Weidenmüller, Johannes, Indexeintrag: Deutsche Biographie, https://www.deutsche-biographie.de/pnd1049995554.html [27.04.2024].

CC0

  • Genealogie

    V. Friedrich Wilhelm (1836–89), aus Falkenstein (Vogtland), Prokurist b. d. Sektkellerei Kloss u. Foerster in F.;
    M Helene Albanus (1848–88), aus Altenburg (Sachsen);
    B Heinrich Gustav (1874–1917, Erna Bemmer, * 1880, aus Bonn), Schw Marie (1876–1930);
    Berlin 1906 Hedwig (1877–1948 / 49), T d. Otto Bemmer (* 1849), aus Iserlohn, Kaufm., Metallwarenhändler ebd., u. d. Laura Ehringhaus (1856–1914);
    kinderlos.

  • Biographie

    Nach dem frühen Tod seiner Eltern wuchs W. in Altenburg unter der Obhut seiner Großmutter auf und machte hier 1899 das Abitur. Es folgte eine pädagogische Ausbildung am Landständischen Lehrerseminar in Bautzen. 1901–04 arbeitete W. als Lehrer in Strahwalde (Lausitz). Eine kleine Erbschaft mütterlicherseits ermöglichte ihm ein Zweitstudium von neun Semestern in Leipzig und Berlin in den Fächern Philosophie, Psychologie, Soziologie, Germanistik, Geschichte und Religionsforschung u. a. bei Wilhelm Wundt (1832–1920), Karl Lamprecht (1856–1915) und Fritz Mauthner (1849–1923). 1908 gründete W. in Leipzig die „Werkstatt für neue deutsche Wortkunst“. Sie bestand bis 1914 und firmierte zuletzt als „Werbewerkstatt zum Federmann“, ein Bildmotiv, das W. auch in seinen Veröffentlichungen einsetzte. Zeitweise beschäftigte W. in dieser ersten dt. Werbeagentur mehr als 30 Mitarbeiter, u. a. die Graphiker Johannes Friedrich Georg Baus (1889–1971) und Ernst Keller (1891–1968). Seit 1911 lehrte er auch an der Handelshochschule Leipzig über das Gesamtgebiet der Werbung und gab die Zeitschrift „Erfolgreiche Kundenwerbung, Monatshefte für den Kaufmann“ heraus. W. war vor dem 1. Weltkrieg der einzige dt. Werbefachmann, der das Wort „Reklame“ konsequent mied, da er darin die komplexen kommunikativen Abläufe, als die er Werbung begriff, nicht abgebildet sah.

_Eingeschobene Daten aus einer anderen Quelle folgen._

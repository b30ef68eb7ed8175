//! I/O for rasters (GeoTIFF) and vectors (GeoJSON)

mod geojson;
mod native;

pub use self::geojson::{parse_geojson, read_geojson, to_geojson_string, write_geojson};
pub use native::{read_geotiff, read_geotiff_from_buffer, write_geotiff, write_geotiff_to_buffer};
//! Named, aligned raster layers

use std::collections::BTreeMap;

use crate::error::{Error, Result};
use crate::raster::Raster;

/// A set of named `f64` layers sharing one grid.
///
/// This is what a catalog hands back for a raster source; typed views
/// (flow direction codes, basin ids) are cast out of it by the consumer.
#[derive(Debug, Clone, Default)]
pub struct RasterDataset {
    layers: BTreeMap<String, Raster<f64>>,
}

impl RasterDataset {
    pub fn new() -> Self {
        Self::default()
    }

    /// Add a layer; it must share the grid of the layers already present
    pub fn insert(&mut self, name: impl Into<String>, layer: Raster<f64>) -> Result<()> {
        let name = name.into();
        if let Some(first) = self.layers.values().next() {
            if !first.same_grid(&layer) {
                return Err(Error::GridMismatch { layer: name });
            }
        }
        self.layers.insert(name, layer);
        Ok(())
    }

    /// Builder-style `insert`
    pub fn with_layer(mut self, name: impl Into<String>, layer: Raster<f64>) -> Result<Self> {
        self.insert(name, layer)?;
        Ok(self)
    }

    pub fn get(&self, name: &str) -> Option<&Raster<f64>> {
        self.layers.get(name)
    }

    /// Like `get`, but a missing layer is an error
    pub fn layer(&self, name: &str) -> Result<&Raster<f64>> {
        self.get(name)
            .ok_or_else(|| Error::MissingLayer(name.to_string()))
    }

    pub fn contains(&self, name: &str) -> bool {
        self.layers.contains_key(name)
    }

    /// Remove a layer, returning it
    pub fn remove(&mut self, name: &str) -> Option<Raster<f64>> {
        self.layers.remove(name)
    }

    /// Layer names in sorted order
    pub fn names(&self) -> impl Iterator<Item = &str> {
        self.layers.keys().map(String::as_str)
    }

    /// The first layer in name order
    pub fn first(&self) -> Option<(&str, &Raster<f64>)> {
        self.layers.iter().next().map(|(k, v)| (k.as_str(), v))
    }

    pub fn len(&self) -> usize {
        self.layers.len()
    }

    pub fn is_empty(&self) -> bool {
        self.layers.is_empty()
    }
}

#[cfg(test)]
mod tests {
    use super::*;
    use crate::raster::GeoTransform;

    #[test]
    fn test_dataset_alignment() {
        let gt = GeoTransform::new(0.0, 4.0, 1.0, -1.0);
        let mut ds = RasterDataset::new();
        ds.insert("flwdir", Raster::new(4, 4).with_transform(gt)).unwrap();
        ds.insert("uparea", Raster::new(4, 4).with_transform(gt)).unwrap();

        let err = ds.insert("basins", Raster::new(3, 4).with_transform(gt));
        assert!(matches!(err, Err(Error::GridMismatch { .. })));

        assert_eq!(ds.names().collect::<Vec<_>>(), vec!["flwdir", "uparea"]);
        assert!(matches!(ds.layer("strord"), Err(Error::MissingLayer(_))));
    }
}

    Mit Beginn des 1. Weltkriegs gab W. seine Werbewerkstatt auf, siedelte von Leipzig nach Berlin-Pankow über und betrieb seitdem werbewissenschaftliche Forschung. Er entwickelte eine Werbelehre, in die er Erkenntnisse wie die psychotechnischen Experimente Hugo Münsterbergs (1863–1916), die Farbenlehre Wilhelm Ostwalds (1853–1932) und neue Ansätze der Sprach- und Kommunikationswissenschaft zu integrieren suchte. Im Herbst 1915 hielt er erstmals an der Univ. Berlin darüber eine Vorlesungsreihe, fortan verfolgte er die Idee zur Gründung einer Werbehochschule. 1916 wurde er Schriftleiter der Verbandszeitschrift „Mitteilungen des Vereins deutscher Reklame-Fachleute“. Im selben Jahr erschien sein Buch „Kurzer Grundriß der Werbelehre“. Darin definierte er Werbung erstmals als „angebotlichen Nachrichtendienst“ eines Unternehmens: „Werbung ist Nachricht von Ware, Dienstleistung oder Geschäft in willenbewegender Form.“

    Seit 1918 entwickelte W. mit großer schriftstellerischer Produktivität seine Werbelehre als „Anbietwissenschaft“ weiter. Die Zahl seiner Manuskripte – nach Hubert Strauf (1904–93) mindestens 80 Buchmanuskripte und etwa 2000 Aufsätze – ist bis heute nicht erfaßt, viele gingen verloren oder blieben ungedruckt. 1919 richtete W. in seiner Wohnung in Berlin die „werbekundliche Arbeitsstelle“ ein. In den frühen 1920er Jahren versammelte er einen Schülerkreis um sich, mit Ablegern u. a. in Wien, Stettin oder im Ruhrgebiet, dem er Lehrbriefe in Form eines „Aufsatzrings“ zusandte. Zu diesem „Weidenmüller-Kreis“ zählten u. a. Strauf und Albert Eugen Hörwarter.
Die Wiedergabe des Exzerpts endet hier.